Race, Fiction, and the American Imagination

A bold, incisive look at race and reparative writing in American fiction, by the author of Your Face in Mine

White Flights is a meditation on whiteness in American fiction and culture from the end of the civil rights movement to the present. At the heart of the book, Jess Row ties “white flight”?the movement of white Americans into segregated communities, whether in suburbs or newly gentrified downtowns ? to white writers setting their stories in isolated or emotionally insulated landscapes, from the mountains of Idaho in Marilynne Robinson's Housekeeping to the claustrophobic households in Jonathan Franzen's The Corrections. Row uses brilliant close readings of work from well-known writers such as Don DeLillo, Annie Dillard, Richard Ford, and David Foster Wallace to examine the ways these and other writers have sought imaginative space for themselves at the expense of engaging with race.

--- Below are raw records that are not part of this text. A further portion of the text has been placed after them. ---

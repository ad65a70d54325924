//! Argon2 password hashing.
//!
//! Hashes are stored as PHC strings, so the salt and parameters travel with
//! the hash and can change without a migration.

use argon2::{
    Argon2, PasswordHash, PasswordHasher, PasswordVerifier, password_hash::SaltString,
};
use rand::RngCore;

use crate::{EngineError, ResultEngine};

pub(crate) fn hash_password(password: &str) -> ResultEngine<String> {
    let mut salt_bytes = [0u8; 16];
    rand::thread_rng().fill_bytes(&mut salt_bytes);
    let salt = SaltString::encode_b64(&salt_bytes)
        .map_err(|err| EngineError::PasswordHash(err.to_string()))?;

    Argon2::default()
        .hash_password(password.as_bytes(), &salt)
        .map(|hash| hash.to_string())
        .map_err(|err| EngineError::PasswordHash(err.to_string()))
}

/// A malformed stored hash counts as a mismatch.
pub(crate) fn verify_password(password: &str, stored: &str) -> bool {
    let Ok(parsed) = PasswordHash::new(stored) else {
        tracing::warn!("stored password hash is not a valid PHC string");
        return false;
    };
    Argon2::default()
        .verify_password(password.as_bytes(), &parsed)
        .is_ok()
}
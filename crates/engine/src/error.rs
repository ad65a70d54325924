//! The module contains the error the engine can throw.
//!
//! Every failure is terminal for the request that caused it and each kind is
//! a distinct variant, so callers can tell them apart:
//!
//! - [`InvalidAmount`] bad coin, non-positive cost/quantity.
//! - [`InvalidInput`] malformed email, blank text, empty patch.
//! - [`Unauthorized`] the account has the wrong role for the operation.
//! - [`Forbidden`] a seller acting on a product owned by someone else.
//! - [`KeyNotFound`] missing account or product.
//! - [`InsufficientFunds`] the buyer cannot afford the purchase.
//! - [`Persistence`] a write affected no rows.
//!
//!  [`InvalidAmount`]: EngineError::InvalidAmount
//!  [`InvalidInput`]: EngineError::InvalidInput
//!  [`Unauthorized`]: EngineError::Unauthorized
//!  [`Forbidden`]: EngineError::Forbidden
//!  [`KeyNotFound`]: EngineError::KeyNotFound
//!  [`InsufficientFunds`]: EngineError::InsufficientFunds
//!  [`Persistence`]: EngineError::Persistence
use sea_orm::DbErr;
use thiserror::Error;

/// Engine custom errors.
#[derive(Error, Debug)]
pub enum EngineError {
    #[error("Invalid amount: {0}")]
    InvalidAmount(String),
    #[error("Invalid input: {0}")]
    InvalidInput(String),
    #[error("Invalid role: {0}")]
    InvalidRole(String),
    #[error("Invalid id: {0}")]
    InvalidId(String),
    #[error("Unauthorized: {0}")]
    Unauthorized(String),
    #[error("Forbidden: {0}")]
    Forbidden(String),
    #[error("Invalid credentials: {0}")]
    InvalidCredentials(String),
    #[error("Insufficient funds: {0}")]
    InsufficientFunds(String),
    #[error("\"{0}\" key not found!")]
    KeyNotFound(String),
    #[error("\"{0}\" already present!")]
    ExistingKey(String),
    #[error("Persistence failure: {0}")]
    Persistence(String),
    #[error("Password hashing failed: {0}")]
    PasswordHash(String),
    #[error(transparent)]
    Database(#[from] DbErr),
}

impl PartialEq for EngineError {
    fn eq(&self, other: &Self) -> bool {
        match (self, other) {
            (Self::InvalidAmount(a), Self::InvalidAmount(b)) => a == b,
            (Self::InvalidInput(a), Self::InvalidInput(b)) => a == b,
            (Self::InvalidRole(a), Self::InvalidRole(b)) => a == b,
            (Self::InvalidId(a), Self::InvalidId(b)) => a == b,
            (Self::Unauthorized(a), Self::Unauthorized(b)) => a == b,
            (Self::Forbidden(a), Self::Forbidden(b)) => a == b,
            (Self::InvalidCredentials(a), Self::InvalidCredentials(b)) => a == b,
            (Self::InsufficientFunds(a), Self::InsufficientFunds(b)) => a == b,
            (Self::KeyNotFound(a), Self::KeyNotFound(b)) => a == b,
            (Self::ExistingKey(a), Self::ExistingKey(b)) => a == b,
            (Self::Persistence(a), Self::Persistence(b)) => a == b,
            (Self::PasswordHash(a), Self::PasswordHash(b)) => a == b,
            (Self::Database(a), Self::Database(b)) => a.to_string() == b.to_string(),
            _ => false,
        }
    }
}
pub use sea_orm_migration::prelude::*;

mod m20260101_000000_init;

pub struct Migrator;

#[async_trait::async_trait]
impl MigratorTrait for Migrator {
    fn migrations() -> Vec<Box<dyn MigrationTrait>> {
        vec![Box::new(m20260101_000000_init::Migration)]
    }
}
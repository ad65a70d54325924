use sea_orm::{ConnectionTrait, prelude::*};
use uuid::Uuid;

use crate::{
    Account, EngineError, Product, ResultEngine, Role, products, require_owner, require_role,
    users,
};

use super::Engine;

impl Engine {
    pub(super) async fn find_account<C: ConnectionTrait>(
        &self,
        db: &C,
        user_id: Uuid,
    ) -> ResultEngine<Option<Account>> {
        users::Entity::find_by_id(user_id.to_string())
            .one(db)
            .await?
            .map(Account::try_from)
            .transpose()
    }

    pub(super) async fn require_account<C: ConnectionTrait>(
        &self,
        db: &C,
        user_id: Uuid,
    ) -> ResultEngine<Account> {
        self.find_account(db, user_id)
            .await?
            .ok_or_else(|| EngineError::KeyNotFound("user not exists".to_string()))
    }

    /// Load the caller and make sure it holds `role`.
    pub(super) async fn require_account_with_role<C: ConnectionTrait>(
        &self,
        db: &C,
        user_id: Uuid,
        role: Role,
    ) -> ResultEngine<Account> {
        let account = self.require_account(db, user_id).await?;
        require_role(&account, role)?;
        Ok(account)
    }

    pub(super) async fn require_product<C: ConnectionTrait>(
        &self,
        db: &C,
        product_id: Uuid,
    ) -> ResultEngine<Product> {
        products::Entity::find_by_id(product_id.to_string())
            .one(db)
            .await?
            .ok_or_else(|| EngineError::KeyNotFound("product not exists".to_string()))
            .and_then(Product::try_from)
    }

    /// Load a product the caller may mutate: the caller must be a seller and
    /// the product's owner.
    pub(super) async fn require_owned_product<C: ConnectionTrait>(
        &self,
        db: &C,
        user_id: Uuid,
        product_id: Uuid,
    ) -> ResultEngine<(Account, Product)> {
        let seller = self
            .require_account_with_role(db, user_id, Role::Seller)
            .await?;
        let product = self.require_product(db, product_id).await?;
        require_owner(&seller, product.seller_id)?;
        Ok((seller, product))
    }
}
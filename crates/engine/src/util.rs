//! Internal helpers for model validation and conversion.
//!
//! These utilities are **not** part of the public API. They centralize
//! validation and mapping logic so the engine enforces consistent invariants.

use uuid::Uuid;

use crate::{EngineError, ResultEngine};

/// Parse a UUID from storage and return a labeled error on failure.
pub(crate) fn parse_uuid(value: &str, label: &str) -> ResultEngine<Uuid> {
    Uuid::parse_str(value).map_err(|_| EngineError::InvalidId(format!("invalid {label} id")))
}

/// Trim `value` and reject it when nothing is left.
pub(crate) fn normalize_required_text(value: &str, label: &str) -> ResultEngine<String> {
    let trimmed = value.trim();
    if trimmed.is_empty() {
        return Err(EngineError::InvalidInput(format!(
            "{label} must not be empty"
        )));
    }
    Ok(trimmed.to_string())
}

pub(crate) fn normalize_optional_text(value: Option<&str>) -> Option<String> {
    value
        .map(str::trim)
        .filter(|s| !s.is_empty())
        .map(ToString::to_string)
}

/// Lower-case and sanity check an email address.
///
/// Only the shape `local@domain.tld` is enforced; deliverability is not.
pub(crate) fn normalize_email(value: &str) -> ResultEngine<String> {
    let email = value.trim().to_lowercase();
    let invalid = || EngineError::InvalidInput("email address is not valid".to_string());

    let (local, domain) = email.split_once('@').ok_or_else(invalid)?;
    if local.is_empty() || domain.contains('@') || email.chars().any(char::is_whitespace) {
        return Err(invalid());
    }
    match domain.rsplit_once('.') {
        Some((host, tld)) if !host.is_empty() && !tld.is_empty() => Ok(email),
        _ => Err(invalid()),
    }
}

/// Ensure a cost or quantity is strictly positive.
pub(crate) fn require_positive(value: i64, label: &str) -> ResultEngine<i64> {
    if value <= 0 {
        return Err(EngineError::InvalidAmount(format!("{label} must be > 0")));
    }
    Ok(value)
}
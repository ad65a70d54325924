//! JSON payloads exchanged with the HTTP API.

use chrono::{DateTime, Utc};
use serde::{Deserialize, Deserializer, Serialize, de};
use uuid::Uuid;

/// Role of an account.
///
/// - `buyer`: may deposit coins, reset its deposit and buy products.
/// - `seller`: may create, update and delete the products it owns.
///
/// Accepted in any letter case (`"Seller"`, `"BUYER"`), always sent back in
/// lowercase.
#[derive(Clone, Copy, Debug, PartialEq, Eq, Serialize)]
#[serde(rename_all = "snake_case")]
pub enum Role {
    Buyer,
    Seller,
}

impl<'de> Deserialize<'de> for Role {
    fn deserialize<D: Deserializer<'de>>(deserializer: D) -> Result<Self, D::Error> {
        let raw = String::deserialize(deserializer)?;
        match raw.trim().to_lowercase().as_str() {
            "buyer" => Ok(Self::Buyer),
            "seller" => Ok(Self::Seller),
            _ => Err(de::Error::unknown_variant(&raw, &["buyer", "seller"])),
        }
    }
}

/// Body of every failed request.
#[derive(Debug, Serialize, Deserialize)]
pub struct ErrorBody {
    pub error: String,
    /// Stable machine readable failure kind (e.g. `insufficient_funds`).
    pub kind: String,
}

pub mod user {
    use super::*;

    #[derive(Debug, Serialize, Deserialize)]
    pub struct UserNew {
        pub email: String,
        pub password: String,
        pub full_name: Option<String>,
        pub phone: Option<String>,
        pub role: Option<Role>,
    }

    #[derive(Debug, Serialize, Deserialize)]
    pub struct UserCreated {
        pub user_id: Uuid,
    }

    #[derive(Debug, Default, Serialize, Deserialize)]
    pub struct UserUpdate {
        pub full_name: Option<String>,
        pub phone: Option<String>,
        pub role: Option<Role>,
    }

    #[derive(Debug, Serialize, Deserialize)]
    pub struct UserView {
        pub id: Uuid,
        pub email: String,
        pub user_name: String,
        pub full_name: Option<String>,
        pub phone: Option<String>,
        pub role: Role,
        pub deposit: i64,
        pub is_verified: bool,
        pub created_at: DateTime<Utc>,
        pub updated_at: DateTime<Utc>,
    }

    #[derive(Debug, Serialize, Deserialize)]
    pub struct Login {
        pub email: String,
        pub password: String,
    }

    #[derive(Debug, Serialize, Deserialize)]
    pub struct LoginResponse {
        pub token: String,
        pub expires_at: DateTime<Utc>,
        /// `true` when another session of the same account was already open.
        pub other_sessions_active: bool,
    }

    #[derive(Debug, Serialize, Deserialize)]
    pub struct SessionsRevoked {
        pub revoked: u64,
    }
}

pub mod product {
    use super::*;

    #[derive(Debug, Serialize, Deserialize)]
    pub struct ProductNew {
        pub product_name: String,
        pub cost: i64,
    }

    #[derive(Debug, Default, Serialize, Deserialize)]
    pub struct ProductUpdate {
        pub product_name: Option<String>,
        pub cost: Option<i64>,
    }

    #[derive(Debug, Serialize, Deserialize)]
    pub struct ProductCreated {
        pub product_id: Uuid,
    }

    #[derive(Clone, Debug, PartialEq, Eq, Serialize, Deserialize)]
    pub struct ProductView {
        pub id: Uuid,
        pub product_name: String,
        pub cost: i64,
        pub seller_id: Uuid,
    }
}

pub mod vending {
    use super::*;

    #[derive(Debug, Serialize, Deserialize)]
    pub struct DepositRequest {
        pub amount: i64,
    }

    #[derive(Debug, Serialize, Deserialize)]
    pub struct BalanceView {
        pub deposit: i64,
    }

    #[derive(Debug, Serialize, Deserialize)]
    pub struct BuyRequest {
        pub product_id: Uuid,
        pub quantity: i64,
    }

    #[derive(Debug, PartialEq, Eq, Serialize, Deserialize)]
    pub struct BuyResponse {
        pub product_id: Uuid,
        pub quantity_purchased: i64,
        pub amount_spent: i64,
        pub change: i64,
    }
}
use sea_orm::TransactionTrait;

use crate::{BuyCmd, EngineError, Receipt, ResultEngine, Role, util::require_positive};

use super::{Engine, with_tx};

impl Engine {
    /// Buy `cmd.quantity` units of a product with the buyer's balance.
    ///
    /// Steps, in order, each one terminal on failure:
    /// 1. resolve the buyer (buyer role only) and the product;
    /// 2. compute `cost * quantity`;
    /// 3. reject when the total exceeds the balance, without touching it;
    /// 4. debit the balance in a single conditional update;
    /// 5. return the receipt with the remaining balance as change.
    ///
    /// The only write is step 4. Product stock is not tracked, so the same
    /// product can be bought again as long as funds allow.
    pub async fn buy(&self, cmd: BuyCmd) -> ResultEngine<Receipt> {
        let BuyCmd {
            user_id,
            product_id,
            quantity,
        } = cmd;
        require_positive(quantity, "quantity")?;

        let buyer = self
            .require_account_with_role(&self.database, user_id, Role::Buyer)
            .await?;
        let product = self.require_product(&self.database, product_id).await?;

        let total_cost = require_positive(product.cost, "product cost")?
            .checked_mul(quantity)
            .ok_or_else(|| EngineError::InvalidAmount("total cost is too large".to_string()))?;

        if total_cost > buyer.deposit {
            tracing::debug!(%user_id, %product_id, total_cost, balance = buyer.deposit, "purchase rejected");
            return Err(EngineError::InsufficientFunds(format!(
                "balance {} is lower than {total_cost}",
                buyer.deposit
            )));
        }

        let change = with_tx!(self, |db_tx| {
            self.debit(&db_tx, user_id, total_cost).await
        })?;

        tracing::info!(%user_id, %product_id, quantity, total_cost, change, "purchase settled");
        Ok(Receipt {
            product_id,
            quantity_purchased: quantity,
            amount_spent: total_cost,
            change,
        })
    }
}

White Flights aims to move fiction to a more inclusive place, and Row looks beyond criticism to consider writing as a reparative act. What would it mean, he asks, if writers used fiction “to approach each other again”? Row turns to the work of James Baldwin, Dorothy Allison, and James Alan McPherson to discuss interracial love in fiction, while also examining his own family heritage as a way to interrogate his position. A moving and provocative book that includes music, film, and literature in its arguments, White Flights is an essential work of cultural and literary criticism.

Jess Row is the author of the novel Your Face in Mine and the story collections The Train to Lo Wu and Nobody Ever Gets Lost. One of Granta's Best of Young American Novelists of 2007, he lives in New York and teaches at the College of New Jersey.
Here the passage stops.